Directions for this task: The answer must be an exact copy of every entry.

Stored data:
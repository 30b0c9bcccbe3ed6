use std::sync::Arc;

use tkr::{
    Store,
    error::Result,
    models::{LeaderboardEntry, PrizePool},
    repository::leaderboard::LeaderboardRepository,
};
use uuid::Uuid;

/// Last published leaderboard
pub async fn get_leaderboard(store: &Store, tournament_id: Uuid) -> Result<Arc<Vec<LeaderboardEntry>>> {
    let repo = LeaderboardRepository::new(store);
    repo.current(tournament_id).await
}

/// Rebuild the leaderboard now
pub async fn refresh_leaderboard(
    store: &Store,
    tournament_id: Uuid,
) -> Result<Arc<Vec<LeaderboardEntry>>> {
    let repo = LeaderboardRepository::new(store);
    repo.refresh(tournament_id).await
}

/// Prize pool, `None` when the host keeps it hidden
pub async fn get_prize_pool(store: &Store, tournament_id: Uuid) -> Result<Option<PrizePool>> {
    let repo = LeaderboardRepository::new(store);
    let (pool, visible) = repo.prize_pool(tournament_id).await?;
    Ok(visible.then_some(pool))
}
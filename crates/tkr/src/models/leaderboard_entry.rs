use rust_decimal::Decimal;
use serde::{Deserialize, Serialize};
use utoipa::ToSchema;
use uuid::Uuid;

#[derive(Debug, Clone, PartialEq, Eq, Serialize, Deserialize, ToSchema)]
pub struct LeaderboardEntry {
    pub rank: u32,
    pub registration_id: Uuid,
    pub team_name: String,
    pub total_kills: i64,
    pub total_score: Decimal,
    pub games_submitted: u32,
    pub games_counted: u32,
    pub average_kills: Decimal,
    pub average_placement: Decimal,
}
use tkr::{
    models::{EntryFee, FeeBreakdown, TeamSize},
    services::entry_fee,
};

/// Preview the fee a team would owe
pub fn calculate_entry_fee(
    base_fee: EntryFee,
    is_rerunning: bool,
    free_entry_count: u32,
    team_size: TeamSize,
) -> FeeBreakdown {
    entry_fee::calculate(base_fee, is_rerunning, free_entry_count, team_size)
}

Exercise answer:
repository 30b0c9bcccbe3ed6
use std::sync::Arc;

use tkr::{
    Store,
    error::Result,
    models::{LeaderboardEntry, PrizePool},
    repository::leaderboard::LeaderboardRepository,
};
use uuid::Uuid;

/// Last published leaderboard
pub async fn get_leaderboard(store: &Store, tournament_id: Uuid) -> Result<Arc<Vec<LeaderboardEntry>>> {
    let repo = LeaderboardRepository::new(store);
    repo.current(tournament_id).await
}

/// Rebuild the leaderboard now
pub async fn refresh_leaderboard(
    store: &Store,
    tournament_id: Uuid,
) -> Result<Arc<Vec<LeaderboardEntry>>> {
    let repo = LeaderboardRepository::new(store);
    repo.refresh(tournament_id).await
}

/// Prize pool, `None` when the host keeps it hidden
pub async fn get_prize_pool(store: &Store, tournament_id: Uuid) -> Result<Option<PrizePool>> {
    let repo = LeaderboardRepository::new(store);
    let (pool, visible) = repo.prize_pool(tournament_id).await?;
    Ok(visible.then_some(pool))
}
filename crates/tkr/src/models/leaderboard_entry.rs
use rust_decimal::Decimal;
use serde::{Deserialize, Serialize};
use utoipa::ToSchema;
use uuid::Uuid;

#[derive(Debug, Clone, PartialEq, Eq, Serialize, Deserialize, ToSchema)]
pub struct LeaderboardEntry {
    pub rank: u32,
    pub registration_id: Uuid,
    pub team_name: String,
    pub total_kills: i64,
    pub total_score: Decimal,
    pub games_submitted: u32,
    pub games_counted: u32,
    pub average_kills: Decimal,
    pub average_placement: Decimal,
}
use tkr::{
    models::{EntryFee, FeeBreakdown, TeamSize},
    services::entry_fee,
};

/// Preview the fee a team would owe
pub fn calculate_entry_fee(
    base_fee: EntryFee,
    is_rerunning: bool,
    free_entry_count: u32,
    team_size: TeamSize,
) -> FeeBreakdown {
    entry_fee::calculate(base_fee, is_rerunning, free_entry_count, team_size)
}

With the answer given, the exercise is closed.